By the time I went to college, I didn’t believe in heaven and hell anymore, none of those metaphors for reward and punishment based on absolute good and evil. I had met Simon by then. He and I would get stoned with our friends and talk about the afterlife: “It just doesn’t make sense, man—I mean, you live for less than a hundred years, then everything’s added up and, boom, you go on for billions of years after that, either lying on the proverbial beach or roasting on a spit like a hot dog.” And we couldn’t buy the logic that Jesus was the only way. That meant that Buddhists and Hindus and Jews and Africans who had never even heard of Christ Almighty were doomed to hell, while Ku Klux Klan members were not. Between tokes, we’d speak while trying not to exhale: “Wow, what’s the point in that kind of justice? Like, what does the universe learn after that?”

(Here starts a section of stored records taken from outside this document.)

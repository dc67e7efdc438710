use chrono::{DateTime, Utc};
use serde::{Deserialize, Serialize};
use sqlx::{FromRow, PgPool};

// ── NamespacedKeyValue ──────────────────────────────────────────────

/// One JSON document addressed by `(namespace, key)`.
#[derive(Debug, Clone, FromRow, Serialize, Deserialize)]
pub struct NamespacedKeyValue {
    pub namespace: String,
    pub key: String,
    pub value: serde_json::Value,
    pub schema: Option<serde_json::Value>,
    pub created_at: DateTime<Utc>,
    pub updated_at: DateTime<Utc>,
}

impl NamespacedKeyValue {
    pub async fn get(pool: &PgPool, namespace: &str, key: &str) -> sqlx::Result<Option<Self>> {
        sqlx::query_as("SELECT * FROM namespaced_keyvalues WHERE namespace = $1 AND key = $2")
            .bind(namespace)
            .bind(key)
            .fetch_optional(pool)
            .await
    }

    /// Entries whose key starts with `key_prefix`, ordered by key.
    pub async fn list_by_prefix(pool: &PgPool, namespace: &str, key_prefix: &str) -> sqlx::Result<Vec<Self>> {
        let pattern = format!("{}%", escape_like(key_prefix));
        sqlx::query_as(
            "SELECT * FROM namespaced_keyvalues WHERE namespace = $1 AND key LIKE $2 ESCAPE '\\' ORDER BY key",
        )
        .bind(namespace)
        .bind(pattern)
        .fetch_all(pool)
        .await
    }

    pub async fn upsert(
        pool: &PgPool,
        namespace: &str,
        key: &str,
        value: &serde_json::Value,
        schema: Option<&serde_json::Value>,
    ) -> sqlx::Result<Self> {
        sqlx::query_as(
            r#"INSERT INTO namespaced_keyvalues (namespace, key, value, schema)
               VALUES ($1, $2, $3, $4)
               ON CONFLICT (namespace, key)
               DO UPDATE SET value = EXCLUDED.value, schema = EXCLUDED.schema, updated_at = now()
               RETURNING *"#,
        )
        .bind(namespace)
        .bind(key)
        .bind(value)
        .bind(schema)
        .fetch_one(pool)
        .await
    }

    /// Returns `true` if a row was deleted.
    pub async fn delete(pool: &PgPool, namespace: &str, key: &str) -> sqlx::Result<bool> {
        let result = sqlx::query("DELETE FROM namespaced_keyvalues WHERE namespace = $1 AND key = $2")
            .bind(namespace)
            .bind(key)
            .execute(pool)
            .await?;
        Ok(result.rows_affected() > 0)
    }
}

fn escape_like(raw: &str) -> String {
    raw.replace('\\', "\\\\").replace('%', "\\%").replace('_', "\\_")
}

// ── Lock ────────────────────────────────────────────────────────────

#[derive(Debug, Clone, FromRow, Serialize, Deserialize)]
pub struct Lock {
    pub id: String,
    pub owner: String,
    pub acquired_at: DateTime<Utc>,
}

impl Lock {
    /// Insert the lock row if absent. Returns `true` when this call took it.
    pub async fn try_acquire(pool: &PgPool, id: &str, owner: &str) -> sqlx::Result<bool> {
        let result = sqlx::query("INSERT INTO locks (id, owner) VALUES ($1, $2) ON CONFLICT (id) DO NOTHING")
            .bind(id)
            .bind(owner)
            .execute(pool)
            .await?;
        Ok(result.rows_affected() == 1)
    }

    /// Delete the lock, optionally only if held by `owner`. Returns `true`
    /// if a row was deleted.
    pub async fn release(pool: &PgPool, id: &str, owner: Option<&str>) -> sqlx::Result<bool> {
        let result = match owner {
            Some(owner) => {
                sqlx::query("DELETE FROM locks WHERE id = $1 AND owner = $2")
                    .bind(id)
                    .bind(owner)
                    .execute(pool)
                    .await?
            }
            None => {
                sqlx::query("DELETE FROM locks WHERE id = $1")
                    .bind(id)
                    .execute(pool)
                    .await?
            }
        };
        Ok(result.rows_affected() > 0)
    }

    pub async fn list(pool: &PgPool) -> sqlx::Result<Vec<Self>> {
        sqlx::query_as("SELECT * FROM locks ORDER BY acquired_at")
            .fetch_all(pool)
            .await
    }
}

// ── SessionPlacement ────────────────────────────────────────────────

/// Where a session's container runs and how it is reached.
#[derive(Debug, Clone, FromRow, Serialize, Deserialize)]
pub struct SessionPlacement {
    pub session_id: String,
    pub container_name: String,
    pub host_id: String,
    pub docker_url: String,
    pub proxy_route: String,
    pub mapped_port: i32,
    pub endpoint: String,
    pub password: Option<String>,
    pub created_at: DateTime<Utc>,
}

pub struct NewSessionPlacement<'a> {
    pub session_id: &'a str,
    pub container_name: &'a str,
    pub host_id: &'a str,
    pub docker_url: &'a str,
    pub proxy_route: &'a str,
    pub mapped_port: i32,
    pub endpoint: &'a str,
    pub password: Option<&'a str>,
}

impl SessionPlacement {
    pub async fn insert(pool: &PgPool, p: &NewSessionPlacement<'_>) -> sqlx::Result<Self> {
        sqlx::query_as(
            r#"INSERT INTO session_placements (session_id, container_name, host_id, docker_url, proxy_route, mapped_port, endpoint, password)
               VALUES ($1, $2, $3, $4, $5, $6, $7, $8)
               RETURNING *"#,
        )
        .bind(p.session_id)
        .bind(p.container_name)
        .bind(p.host_id)
        .bind(p.docker_url)
        .bind(p.proxy_route)
        .bind(p.mapped_port)
        .bind(p.endpoint)
        .bind(p.password)
        .fetch_one(pool)
        .await
    }

    pub async fn get(pool: &PgPool, session_id: &str) -> sqlx::Result<Option<Self>> {
        sqlx::query_as("SELECT * FROM session_placements WHERE session_id = $1")
            .bind(session_id)
            .fetch_optional(pool)
            .await
    }

    pub async fn delete(pool: &PgPool, session_id: &str) -> sqlx::Result<()> {
        sqlx::query("DELETE FROM session_placements WHERE session_id = $1")
            .bind(session_id)
            .execute(pool)
            .await?;
        Ok(())
    }
}

#[cfg(test)]
mod tests {
    use super::escape_like;

    #[test]
    fn like_patterns_escape_wildcards() {
        assert_eq!(escape_like("pool_vm_"), "pool\\_vm\\_");
        assert_eq!(escape_like("100%"), "100\\%");
    }
}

Most of our friends believed there was nothing after death—lights out, no pain, no reward, no punishment. One guy, Dave, said immortality lasted only as long as people remembered you. Plato, Confucius, Buddha, Jesus—they were immortal, he said. He said this after Simon and I attended a memorial service for a friend, Eric, whose number came up in the draft and who was killed in Vietnam.

“Even if they weren’t really the way they’re now remembered?” Simon asked.

Dave paused, then said, “Yeah.”

“What about Eric?” I asked. “If people remember Hitler longer than Eric, does that mean Hitler is immortal but Eric isn’t?”

Dave paused again. But before he could answer, Simon said firmly, “Eric was great. Nobody will ever forget Eric. And if there’s a paradise, that’s where he is right now.” I remember I loved Simon for saying that. Because that’s what I felt too.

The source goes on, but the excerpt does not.